I was also told many stories about the bathrooms, which seem to be the main place where it’s difficult for women to get along in the schools. The lady told me that sometimes the bathrooms are mixed and sometimes they are controlled and arranged by certain families. According to my understanding they should be arranged by the school committee which is not actually what’s happening. Instead there are certain families who claim control over the bathroom and the entrance of the bathroom and they decide how long each one stays and even who gets in and out in some cases. She also said that sometimes the men feel disgusted because some women go to the bathroom with their period pads and there isn’t enough water to clean up after themselves and there are high numbers of people in each bathroom.

If people are taking a long time other people outside start to knock their doors and sometimes if people feel strong and powerful they take each other’s turns. Women during their 'time of the month' end up having to tear part of their own clothes - one of them even tore her tent - in order to make sanitary pads. Some women actually cannot move because it’s cold at this time of the year and they get in severe pain and they don't know what to do as they can’t even access pain killers. 

Humanitarian organizations also need to follow up on the quality of food being provided to displaced people at schools because some people have already had food poisoning. One of the men at this lady’s school had died the day before I spoke to her. He was an old sick man with cardiac disease, high blood pressure, diabetes and so many other ailments. He couldn’t get access to health care because the priority at the moment is for cases related to the war. Yes there is a war but then there are also women who give birth and so many other cases - there are people with muscle pain - in my case I’ve been having neck muscle issues for the past two days and I couldn’t go to the hospital to get treatment.

Sometimes women who go to the hospital to give birth are deliberately killed by snipers - this happened with two women who were going to give birth. Another thing I heard at the hospital was about a man whose hand was already cut in a previous war in Gaza - a sniper shot his other hand and his other hand was cut.
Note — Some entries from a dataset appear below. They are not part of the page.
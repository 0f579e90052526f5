//! Studio engine: remote generation calls, request flows and local persistence.
mod api;
mod chat;
mod data_uri;
mod engine;
mod export;
mod fetch;
mod filename;
mod gallery;
mod markdown;
mod persist;
mod sse;
mod store;
mod types;
mod video;
mod wire;

pub use api::{ChunkStream, ClientSettings, GeminiClient, GenerationApi, REVIEW_PERSONA};
pub use chat::{ChatRequest, ChatRole, ChatSession, ChatTurn, DESIGN_PERSONA, DESIGN_TEMPERATURE};
pub use data_uri::{
    base64_payload, data_uri_mime, decode_data_uri, encode_data_uri, payload_mime, DataUri,
    DataUriError,
};
pub use engine::{user_message, EngineConfig, EngineError, EngineHandle, EngineRequest};
pub use export::{export_gallery, ExportError, ExportSummary, MANIFEST_FILENAME};
pub use fetch::{ChannelProgressSink, FetchSettings, Fetcher, ProgressSink, ReqwestFetcher};
pub use filename::gallery_filename;
pub use gallery::{decode_gallery, load_gallery, save_gallery, GALLERY_KEY};
#[cfg(feature = "markdown")]
pub use markdown::RichRenderer;
pub use markdown::{escape_html, is_safe_url, select_renderer, MarkdownRenderer, PlainRenderer};
pub use persist::{ensure_dir, AtomicFileWriter, PersistError};
pub use sse::{decode_text_stream, SseDecoder};
pub use store::{FileStore, KeyValueStore, MemoryStore, StoreError, STORE_FILENAME};
pub use types::{
    ApiError, Citation, EditOutput, EngineEvent, FailureKind, FetchMetadata, FetchOutput,
    FlowError, Inspiration, JobResult, RequestId, Stage, VideoJob,
};
pub use video::{classify, run_video_job, JobPhase, VideoDelivery, VideoFlowSettings};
So that was my conversation while my friend was taking her shower and then we said goodbye. I also spoke to the man who was doing dialysis. He had been doing it for 27 years and he was the oldest man who has been doing it in Gaza and the West Bank now. Once my friend was finished we left the hospital through a side road to try to avoid the crowds of people. On the side road I saw a dead body with people gathered around it who were saying their goodbyes. 
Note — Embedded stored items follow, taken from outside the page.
use std::time::Duration;

use futures_util::stream::BoxStream;
use futures_util::StreamExt;
use reqwest::header::CONTENT_TYPE;
use serde::de::DeserializeOwned;
use serde::Serialize;
use serde_json::json;
use studio_logging::studio_debug;
use url::Url;

use crate::chat::ChatRequest;
use crate::data_uri::{base64_payload, data_uri_mime, encode_base64_data_uri};
use crate::fetch::map_reqwest_error;
use crate::sse::decode_text_stream;
use crate::wire::{
    Content, ErrorEnvelope, GenerateContentRequest, GenerateContentResponse, GenerationConfig,
    GoogleSearch, Operation, Part, PredictResponse, Tool,
};
use crate::{ApiError, EditOutput, FailureKind, Inspiration, VideoJob};

pub type ChunkStream = BoxStream<'static, Result<String, ApiError>>;

const API_KEY_HEADER: &str = "x-goog-api-key";
const API_VERSION: &str = "v1beta";
const IMAGE_COUNT: u32 = 4;

/// System instruction of the code-review assistant.
pub const REVIEW_PERSONA: &str = "You are an expert code reviewer. Review the submitted code for bugs, security issues, performance problems, readability and adherence to idiomatic conventions of its language. Respond in Markdown with a short summary followed by a list of concrete findings, each with a suggested fix. If the code is fine, say so and mention optional improvements.";

/// Remote generation service. Every method is one request; none retries.
#[async_trait::async_trait]
pub trait GenerationApi: Send + Sync {
    /// Text-to-image; returns data URIs.
    async fn generate_images(&self, prompt: &str) -> Result<Vec<String>, ApiError>;

    /// Edits `image` inside the `mask` area following `prompt`. Both are data URIs.
    async fn edit_image(&self, image: &str, mask: &str, prompt: &str)
        -> Result<EditOutput, ApiError>;

    /// Starts a long-running video job.
    async fn submit_video(&self, prompt: &str) -> Result<VideoJob, ApiError>;

    /// One status query; returns a fresh snapshot.
    async fn poll_video(&self, job: &VideoJob) -> Result<VideoJob, ApiError>;

    /// Search-grounded answer with citations.
    async fn inspire(&self, prompt: &str) -> Result<Inspiration, ApiError>;

    async fn review_code(&self, code: &str, language: &str) -> Result<String, ApiError>;

    /// Opens a reply stream. The stream is finite and cannot be restarted.
    async fn stream_chat(&self, request: ChatRequest) -> Result<ChunkStream, ApiError>;

    /// URL to download a finished job's result from.
    fn result_url(&self, locator: &str) -> Result<String, ApiError> {
        Ok(locator.to_string())
    }
}

#[derive(Debug, Clone)]
pub struct ClientSettings {
    pub api_base: String,
    pub api_key: String,
    pub image_model: String,
    pub edit_model: String,
    pub video_model: String,
    pub text_model: String,
    pub connect_timeout: Duration,
    pub request_timeout: Duration,
}

impl Default for ClientSettings {
    fn default() -> Self {
        Self {
            api_base: "https://generativelanguage.googleapis.com".to_string(),
            api_key: String::new(),
            image_model: "imagen-4.0-generate-001".to_string(),
            edit_model: "gemini-2.5-flash-image-preview".to_string(),
            video_model: "veo-2.0-generate-001".to_string(),
            text_model: "gemini-2.5-flash".to_string(),
            connect_timeout: Duration::from_secs(10),
            request_timeout: Duration::from_secs(120),
        }
    }
}

/// REST client for the generative-language API.
#[derive(Debug, Clone)]
pub struct GeminiClient {
    settings: ClientSettings,
    base: Url,
    client: reqwest::Client,
    // No overall timeout: a chat stream lives as long as the model writes.
    stream_client: reqwest::Client,
}

impl GeminiClient {
    pub fn new(settings: ClientSettings) -> Result<Self, ApiError> {
        let base = Url::parse(settings.api_base.trim_end_matches('/'))
            .map_err(|err| ApiError::new(FailureKind::InvalidUrl, err.to_string()))?;
        let client = reqwest::Client::builder()
            .connect_timeout(settings.connect_timeout)
            .timeout(settings.request_timeout)
            .build()
            .map_err(|err| ApiError::new(FailureKind::Network, err.to_string()))?;
        let stream_client = reqwest::Client::builder()
            .connect_timeout(settings.connect_timeout)
            .build()
            .map_err(|err| ApiError::new(FailureKind::Network, err.to_string()))?;
        Ok(Self {
            settings,
            base,
            client,
            stream_client,
        })
    }

    fn endpoint(&self, path: &str) -> Result<Url, ApiError> {
        let base = self.base.as_str().trim_end_matches('/');
        Url::parse(&format!("{base}/{API_VERSION}/{path}"))
            .map_err(|err| ApiError::new(FailureKind::InvalidUrl, err.to_string()))
    }

    fn model_endpoint(&self, model: &str, method: &str) -> Result<Url, ApiError> {
        self.endpoint(&format!("models/{model}:{method}"))
    }

    async fn post_json<B, T>(&self, url: Url, body: &B) -> Result<T, ApiError>
    where
        B: Serialize + ?Sized,
        T: DeserializeOwned,
    {
        let body = serde_json::to_vec(body)
            .map_err(|err| ApiError::new(FailureKind::Decode, err.to_string()))?;
        studio_debug!("POST {} ({} bytes)", url.path(), body.len());
        let response = self
            .client
            .post(url)
            .header(API_KEY_HEADER, &self.settings.api_key)
            .header(CONTENT_TYPE, "application/json")
            .body(body)
            .send()
            .await
            .map_err(map_reqwest_error)?;
        read_json(response).await
    }

    async fn generate_content(
        &self,
        model: &str,
        request: &GenerateContentRequest,
    ) -> Result<GenerateContentResponse, ApiError> {
        let url = self.model_endpoint(model, "generateContent")?;
        self.post_json(url, request).await
    }
}

#[async_trait::async_trait]
impl GenerationApi for GeminiClient {
    async fn generate_images(&self, prompt: &str) -> Result<Vec<String>, ApiError> {
        let url = self.model_endpoint(&self.settings.image_model, "predict")?;
        let body = json!({
            "instances": [{ "prompt": prompt }],
            "parameters": {
                "sampleCount": IMAGE_COUNT,
                "aspectRatio": "1:1",
                "outputOptions": { "mimeType": "image/png" },
            },
        });
        let response: PredictResponse = self.post_json(url, &body).await?;
        let images: Vec<String> = response
            .predictions
            .into_iter()
            .filter_map(|prediction| {
                let data = prediction.bytes_base64_encoded?;
                let mime = prediction.mime_type.unwrap_or_else(|| "image/png".to_string());
                Some(encode_base64_data_uri(&mime, &data))
            })
            .collect();
        if images.is_empty() {
            return Err(ApiError::new(FailureKind::Decode, "no images in response"));
        }
        Ok(images)
    }

    async fn edit_image(
        &self,
        image: &str,
        mask: &str,
        prompt: &str,
    ) -> Result<EditOutput, ApiError> {
        let request = GenerateContentRequest {
            contents: vec![Content::user(vec![
                Part::inline(
                    data_uri_mime(image).unwrap_or("image/png"),
                    base64_payload(image),
                ),
                Part::inline(
                    data_uri_mime(mask).unwrap_or("image/png"),
                    base64_payload(mask),
                ),
                Part::text(prompt),
            ])],
            generation_config: Some(GenerationConfig {
                response_modalities: Some(vec!["IMAGE".to_string(), "TEXT".to_string()]),
                ..GenerationConfig::default()
            }),
            ..GenerateContentRequest::default()
        };
        let response = self
            .generate_content(&self.settings.edit_model, &request)
            .await?;
        Ok(EditOutput {
            text: response.text(),
            images: response.inline_media(),
        })
    }

    async fn submit_video(&self, prompt: &str) -> Result<VideoJob, ApiError> {
        let url = self.model_endpoint(&self.settings.video_model, "predictLongRunning")?;
        let body = json!({
            "instances": [{ "prompt": prompt }],
            "parameters": { "sampleCount": 1 },
        });
        let operation: Operation = self.post_json(url, &body).await?;
        Ok(VideoJob::from(operation))
    }

    async fn poll_video(&self, job: &VideoJob) -> Result<VideoJob, ApiError> {
        let url = self.endpoint(&job.handle)?;
        let response = self
            .client
            .get(url)
            .header(API_KEY_HEADER, &self.settings.api_key)
            .send()
            .await
            .map_err(map_reqwest_error)?;
        let operation: Operation = read_json(response).await?;
        Ok(VideoJob::from(operation))
    }

    async fn inspire(&self, prompt: &str) -> Result<Inspiration, ApiError> {
        let request = GenerateContentRequest {
            contents: vec![Content::user(vec![Part::text(prompt)])],
            tools: vec![Tool {
                google_search: GoogleSearch {},
            }],
            ..GenerateContentRequest::default()
        };
        let response = self
            .generate_content(&self.settings.text_model, &request)
            .await?;
        Ok(Inspiration {
            text: response.text(),
            sources: response.citations(),
        })
    }

    async fn review_code(&self, code: &str, language: &str) -> Result<String, ApiError> {
        let prompt = format!("Please review the following {language} code:\n\n```{language}\n{code}\n```");
        let request = GenerateContentRequest {
            contents: vec![Content::user(vec![Part::text(&prompt)])],
            system_instruction: Some(Content::system(REVIEW_PERSONA)),
            ..GenerateContentRequest::default()
        };
        let response = self
            .generate_content(&self.settings.text_model, &request)
            .await?;
        let text = response.text();
        if text.trim().is_empty() {
            return Err(ApiError::new(FailureKind::Decode, "empty review"));
        }
        Ok(text)
    }

    async fn stream_chat(&self, request: ChatRequest) -> Result<ChunkStream, ApiError> {
        let mut url = self.model_endpoint(&self.settings.text_model, "streamGenerateContent")?;
        url.query_pairs_mut().append_pair("alt", "sse");
        let body = GenerateContentRequest {
            contents: request
                .turns
                .iter()
                .map(|turn| Content::with_role(turn.role.as_str(), &turn.text))
                .collect(),
            system_instruction: Some(Content::system(&request.system_instruction)),
            generation_config: Some(GenerationConfig {
                temperature: Some(request.temperature),
                ..GenerationConfig::default()
            }),
            ..GenerateContentRequest::default()
        };
        let body = serde_json::to_vec(&body)
            .map_err(|err| ApiError::new(FailureKind::Decode, err.to_string()))?;
        let response = self
            .stream_client
            .post(url)
            .header(API_KEY_HEADER, &self.settings.api_key)
            .header(CONTENT_TYPE, "application/json")
            .body(body)
            .send()
            .await
            .map_err(map_reqwest_error)?;

        let status = response.status();
        if !status.is_success() {
            let bytes = response.bytes().await.map_err(map_reqwest_error)?;
            return Err(ApiError::new(
                FailureKind::HttpStatus(status.as_u16()),
                error_message(&bytes, status),
            ));
        }
        let bytes = response
            .bytes_stream()
            .map(|chunk| chunk.map_err(map_reqwest_error));
        Ok(decode_text_stream(bytes))
    }

    fn result_url(&self, locator: &str) -> Result<String, ApiError> {
        let mut url = Url::parse(locator)
            .map_err(|err| ApiError::new(FailureKind::InvalidUrl, err.to_string()))?;
        url.query_pairs_mut().append_pair("key", &self.settings.api_key);
        Ok(url.to_string())
    }
}

async fn read_json<T: DeserializeOwned>(response: reqwest::Response) -> Result<T, ApiError> {
    let status = response.status();
    let bytes = response.bytes().await.map_err(map_reqwest_error)?;
    if !status.is_success() {
        return Err(ApiError::new(
            FailureKind::HttpStatus(status.as_u16()),
            error_message(&bytes, status),
        ));
    }
    serde_json::from_slice(&bytes).map_err(|err| ApiError::new(FailureKind::Decode, err.to_string()))
}

fn error_message(body: &[u8], status: reqwest::StatusCode) -> String {
    serde_json::from_slice::<ErrorEnvelope>(body)
        .ok()
        .and_then(|envelope| envelope.error)
        .map(|err| err.message)
        .filter(|message| !message.is_empty())
        .unwrap_or_else(|| status.to_string())
}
Obviously he was a martyr and I was very near them - just a few meters away. I was watching them saying goodbye and I thought “Oh my God, how can this happen on earth?” They were saying goodbye in private so I didn’t want to intrude but I deep down I was hoping to go nearer and give my condolences and be with them and be next to that body because I never feel that the body of the dead is something that should panic anyone anymore: obviously we are used to that and unfortunately this is our reality.

In my heart and in my soul I wanted to say goodbye to the soul of that person - someone I never knew and I never met but I felt sympathy with. Then I went home.